ASSIGNMENT. Output exactly the lines that run from the top of the entries to the line holding "use crate::crontab;", including both of those lines.

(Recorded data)
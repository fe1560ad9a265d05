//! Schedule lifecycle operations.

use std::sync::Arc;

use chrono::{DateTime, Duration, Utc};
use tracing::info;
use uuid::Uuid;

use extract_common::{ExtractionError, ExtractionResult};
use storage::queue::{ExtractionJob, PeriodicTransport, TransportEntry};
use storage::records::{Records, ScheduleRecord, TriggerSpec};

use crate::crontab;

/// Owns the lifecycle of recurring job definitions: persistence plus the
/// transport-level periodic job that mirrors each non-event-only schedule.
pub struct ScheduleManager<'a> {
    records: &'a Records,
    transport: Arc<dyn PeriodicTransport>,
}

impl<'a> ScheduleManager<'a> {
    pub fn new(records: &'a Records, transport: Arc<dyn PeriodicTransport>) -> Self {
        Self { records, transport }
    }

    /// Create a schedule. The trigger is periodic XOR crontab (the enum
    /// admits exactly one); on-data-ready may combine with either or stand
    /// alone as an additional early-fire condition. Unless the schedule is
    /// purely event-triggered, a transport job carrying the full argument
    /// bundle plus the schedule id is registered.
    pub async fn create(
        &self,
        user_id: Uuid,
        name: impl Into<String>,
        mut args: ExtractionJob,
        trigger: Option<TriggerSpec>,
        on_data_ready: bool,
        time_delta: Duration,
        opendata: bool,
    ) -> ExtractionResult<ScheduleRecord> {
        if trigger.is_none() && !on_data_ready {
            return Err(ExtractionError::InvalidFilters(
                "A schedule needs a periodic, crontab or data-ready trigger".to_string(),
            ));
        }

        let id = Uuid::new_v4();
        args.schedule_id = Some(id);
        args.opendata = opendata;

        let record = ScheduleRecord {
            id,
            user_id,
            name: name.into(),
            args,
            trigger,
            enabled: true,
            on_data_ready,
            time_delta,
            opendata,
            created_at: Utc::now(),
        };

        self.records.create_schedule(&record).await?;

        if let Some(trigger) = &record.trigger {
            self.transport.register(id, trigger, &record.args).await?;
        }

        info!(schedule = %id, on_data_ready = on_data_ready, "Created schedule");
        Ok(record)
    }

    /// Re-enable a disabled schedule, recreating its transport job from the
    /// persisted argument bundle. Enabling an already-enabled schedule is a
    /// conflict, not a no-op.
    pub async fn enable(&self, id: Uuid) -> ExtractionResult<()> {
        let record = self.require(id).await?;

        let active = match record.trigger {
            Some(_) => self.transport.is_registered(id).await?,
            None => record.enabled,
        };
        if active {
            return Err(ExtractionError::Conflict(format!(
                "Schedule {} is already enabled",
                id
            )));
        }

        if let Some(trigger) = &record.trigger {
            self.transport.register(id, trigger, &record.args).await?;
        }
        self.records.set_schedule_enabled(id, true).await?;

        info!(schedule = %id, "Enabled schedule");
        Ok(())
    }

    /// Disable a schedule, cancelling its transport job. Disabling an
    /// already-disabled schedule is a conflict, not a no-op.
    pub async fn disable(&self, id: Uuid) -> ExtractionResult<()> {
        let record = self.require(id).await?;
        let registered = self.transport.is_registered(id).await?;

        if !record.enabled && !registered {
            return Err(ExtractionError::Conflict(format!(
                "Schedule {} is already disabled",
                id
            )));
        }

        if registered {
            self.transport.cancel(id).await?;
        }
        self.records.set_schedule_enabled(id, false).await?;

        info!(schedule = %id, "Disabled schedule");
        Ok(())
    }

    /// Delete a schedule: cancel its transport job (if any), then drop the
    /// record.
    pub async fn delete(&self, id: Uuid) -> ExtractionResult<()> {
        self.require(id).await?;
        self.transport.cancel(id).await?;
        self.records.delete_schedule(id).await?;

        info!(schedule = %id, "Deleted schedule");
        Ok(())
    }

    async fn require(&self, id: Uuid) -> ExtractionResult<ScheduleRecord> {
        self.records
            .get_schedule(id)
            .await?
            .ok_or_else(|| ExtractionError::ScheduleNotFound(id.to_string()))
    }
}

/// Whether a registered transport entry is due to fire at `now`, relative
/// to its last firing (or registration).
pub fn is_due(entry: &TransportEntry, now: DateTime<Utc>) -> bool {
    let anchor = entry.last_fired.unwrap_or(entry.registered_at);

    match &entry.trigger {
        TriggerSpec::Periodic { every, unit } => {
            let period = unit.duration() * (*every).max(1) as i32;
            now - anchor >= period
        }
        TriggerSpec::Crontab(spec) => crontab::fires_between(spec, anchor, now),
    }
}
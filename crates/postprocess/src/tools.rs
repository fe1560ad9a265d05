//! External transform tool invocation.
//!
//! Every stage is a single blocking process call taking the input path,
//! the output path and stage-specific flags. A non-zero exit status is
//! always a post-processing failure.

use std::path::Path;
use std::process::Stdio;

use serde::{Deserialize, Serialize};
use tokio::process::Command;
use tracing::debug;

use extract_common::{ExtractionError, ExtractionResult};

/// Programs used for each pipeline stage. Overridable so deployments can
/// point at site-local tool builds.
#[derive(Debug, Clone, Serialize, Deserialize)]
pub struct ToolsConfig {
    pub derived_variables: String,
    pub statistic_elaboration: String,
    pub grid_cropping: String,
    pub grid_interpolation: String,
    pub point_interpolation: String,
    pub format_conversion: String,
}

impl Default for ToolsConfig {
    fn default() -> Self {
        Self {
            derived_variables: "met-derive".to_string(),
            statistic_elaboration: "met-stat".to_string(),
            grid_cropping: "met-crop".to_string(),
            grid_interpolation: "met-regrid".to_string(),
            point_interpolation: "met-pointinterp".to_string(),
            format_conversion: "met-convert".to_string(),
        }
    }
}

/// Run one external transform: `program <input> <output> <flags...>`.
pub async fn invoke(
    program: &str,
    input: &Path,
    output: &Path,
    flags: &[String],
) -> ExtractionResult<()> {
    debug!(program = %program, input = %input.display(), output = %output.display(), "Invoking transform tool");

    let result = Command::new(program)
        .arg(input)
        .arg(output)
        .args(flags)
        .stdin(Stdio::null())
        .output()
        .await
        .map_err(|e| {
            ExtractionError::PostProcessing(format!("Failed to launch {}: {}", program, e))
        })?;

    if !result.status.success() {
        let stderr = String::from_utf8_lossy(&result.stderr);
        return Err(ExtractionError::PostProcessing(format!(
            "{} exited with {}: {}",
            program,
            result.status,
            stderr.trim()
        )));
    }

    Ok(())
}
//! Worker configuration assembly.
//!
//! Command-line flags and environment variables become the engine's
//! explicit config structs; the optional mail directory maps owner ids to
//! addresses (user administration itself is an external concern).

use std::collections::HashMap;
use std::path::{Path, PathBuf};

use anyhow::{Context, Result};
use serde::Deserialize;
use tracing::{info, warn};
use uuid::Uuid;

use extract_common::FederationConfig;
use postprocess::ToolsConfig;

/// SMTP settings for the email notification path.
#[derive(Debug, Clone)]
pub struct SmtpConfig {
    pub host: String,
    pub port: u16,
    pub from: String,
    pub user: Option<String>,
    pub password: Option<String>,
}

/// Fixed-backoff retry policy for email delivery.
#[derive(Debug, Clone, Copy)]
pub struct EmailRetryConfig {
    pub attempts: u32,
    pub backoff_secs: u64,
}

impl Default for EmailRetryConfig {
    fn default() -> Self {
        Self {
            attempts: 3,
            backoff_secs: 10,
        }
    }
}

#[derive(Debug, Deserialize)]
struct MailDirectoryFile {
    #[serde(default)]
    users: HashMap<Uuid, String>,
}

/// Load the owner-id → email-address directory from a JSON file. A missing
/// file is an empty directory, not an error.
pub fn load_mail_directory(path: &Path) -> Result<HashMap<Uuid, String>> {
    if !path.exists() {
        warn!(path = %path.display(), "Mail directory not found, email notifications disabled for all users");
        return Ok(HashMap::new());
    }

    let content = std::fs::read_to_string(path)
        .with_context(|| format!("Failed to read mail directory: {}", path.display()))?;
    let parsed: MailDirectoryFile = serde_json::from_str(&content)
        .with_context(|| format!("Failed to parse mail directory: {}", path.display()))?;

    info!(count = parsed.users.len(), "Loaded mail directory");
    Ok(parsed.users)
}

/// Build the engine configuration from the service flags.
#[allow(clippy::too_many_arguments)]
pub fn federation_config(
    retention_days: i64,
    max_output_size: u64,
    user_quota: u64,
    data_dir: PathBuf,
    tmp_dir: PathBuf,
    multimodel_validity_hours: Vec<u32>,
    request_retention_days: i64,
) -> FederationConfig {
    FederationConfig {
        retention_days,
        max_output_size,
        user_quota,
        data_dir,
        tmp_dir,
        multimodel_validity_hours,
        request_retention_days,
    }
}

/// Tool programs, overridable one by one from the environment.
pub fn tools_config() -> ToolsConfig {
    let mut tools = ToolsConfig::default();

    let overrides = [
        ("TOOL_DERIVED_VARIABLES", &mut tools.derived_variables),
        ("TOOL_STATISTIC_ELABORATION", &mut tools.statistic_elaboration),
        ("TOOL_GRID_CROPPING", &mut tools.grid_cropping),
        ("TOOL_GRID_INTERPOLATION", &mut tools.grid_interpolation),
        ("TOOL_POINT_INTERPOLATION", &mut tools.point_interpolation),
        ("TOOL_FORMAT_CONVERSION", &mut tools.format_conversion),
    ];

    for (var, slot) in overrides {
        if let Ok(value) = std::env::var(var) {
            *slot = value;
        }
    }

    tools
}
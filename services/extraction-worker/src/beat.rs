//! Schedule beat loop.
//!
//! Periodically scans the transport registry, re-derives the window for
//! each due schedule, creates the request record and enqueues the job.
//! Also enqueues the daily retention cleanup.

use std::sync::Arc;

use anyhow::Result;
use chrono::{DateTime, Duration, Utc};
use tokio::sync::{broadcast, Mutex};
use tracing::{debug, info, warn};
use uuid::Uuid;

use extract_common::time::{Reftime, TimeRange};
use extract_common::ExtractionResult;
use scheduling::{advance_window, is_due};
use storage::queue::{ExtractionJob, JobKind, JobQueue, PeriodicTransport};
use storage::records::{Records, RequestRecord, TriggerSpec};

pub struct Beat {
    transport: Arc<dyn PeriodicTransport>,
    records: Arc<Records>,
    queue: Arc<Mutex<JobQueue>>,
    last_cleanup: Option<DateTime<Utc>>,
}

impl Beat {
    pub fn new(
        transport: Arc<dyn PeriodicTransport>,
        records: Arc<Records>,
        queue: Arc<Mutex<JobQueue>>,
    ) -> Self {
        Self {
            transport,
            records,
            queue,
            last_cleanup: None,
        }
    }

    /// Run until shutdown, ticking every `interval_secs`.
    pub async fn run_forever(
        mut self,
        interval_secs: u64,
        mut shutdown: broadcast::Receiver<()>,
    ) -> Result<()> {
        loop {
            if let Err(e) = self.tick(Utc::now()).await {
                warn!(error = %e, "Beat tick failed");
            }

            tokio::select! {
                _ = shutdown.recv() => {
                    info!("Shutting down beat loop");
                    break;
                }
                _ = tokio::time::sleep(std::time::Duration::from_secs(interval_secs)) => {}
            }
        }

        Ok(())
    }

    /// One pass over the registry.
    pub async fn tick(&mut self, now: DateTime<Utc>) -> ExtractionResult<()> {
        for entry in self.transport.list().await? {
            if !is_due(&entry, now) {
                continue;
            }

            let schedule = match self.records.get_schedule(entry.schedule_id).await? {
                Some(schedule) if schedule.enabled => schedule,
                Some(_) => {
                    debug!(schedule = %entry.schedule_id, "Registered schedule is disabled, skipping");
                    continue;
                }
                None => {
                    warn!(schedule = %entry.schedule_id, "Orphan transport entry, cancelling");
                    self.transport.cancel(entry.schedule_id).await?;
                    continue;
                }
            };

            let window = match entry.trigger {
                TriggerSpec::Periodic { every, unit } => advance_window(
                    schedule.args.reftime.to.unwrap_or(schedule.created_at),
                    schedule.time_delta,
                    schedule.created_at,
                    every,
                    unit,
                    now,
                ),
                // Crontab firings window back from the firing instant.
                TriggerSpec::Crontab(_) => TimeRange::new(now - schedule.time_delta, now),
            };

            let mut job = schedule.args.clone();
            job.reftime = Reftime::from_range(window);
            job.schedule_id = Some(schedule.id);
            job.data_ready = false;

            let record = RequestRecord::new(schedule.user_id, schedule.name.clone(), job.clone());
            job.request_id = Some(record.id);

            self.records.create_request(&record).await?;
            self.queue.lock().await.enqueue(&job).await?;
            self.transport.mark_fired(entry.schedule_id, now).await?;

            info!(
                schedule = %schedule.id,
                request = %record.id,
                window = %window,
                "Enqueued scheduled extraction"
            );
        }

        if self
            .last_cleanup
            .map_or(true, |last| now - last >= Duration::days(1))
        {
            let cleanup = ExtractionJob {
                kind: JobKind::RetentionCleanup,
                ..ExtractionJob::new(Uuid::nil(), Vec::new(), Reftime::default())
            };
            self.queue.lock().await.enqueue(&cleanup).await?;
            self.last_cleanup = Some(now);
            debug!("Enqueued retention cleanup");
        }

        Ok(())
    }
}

FINISHED TASK.
repository fe1560ad9a265d05
//! Schedule lifecycle operations.

use std::sync::Arc;

use chrono::{DateTime, Duration, Utc};
use tracing::info;
use uuid::Uuid;

use extract_common::{ExtractionError, ExtractionResult};
use storage::queue::{ExtractionJob, PeriodicTransport, TransportEntry};
use storage::records::{Records, ScheduleRecord, TriggerSpec};

use crate::crontab;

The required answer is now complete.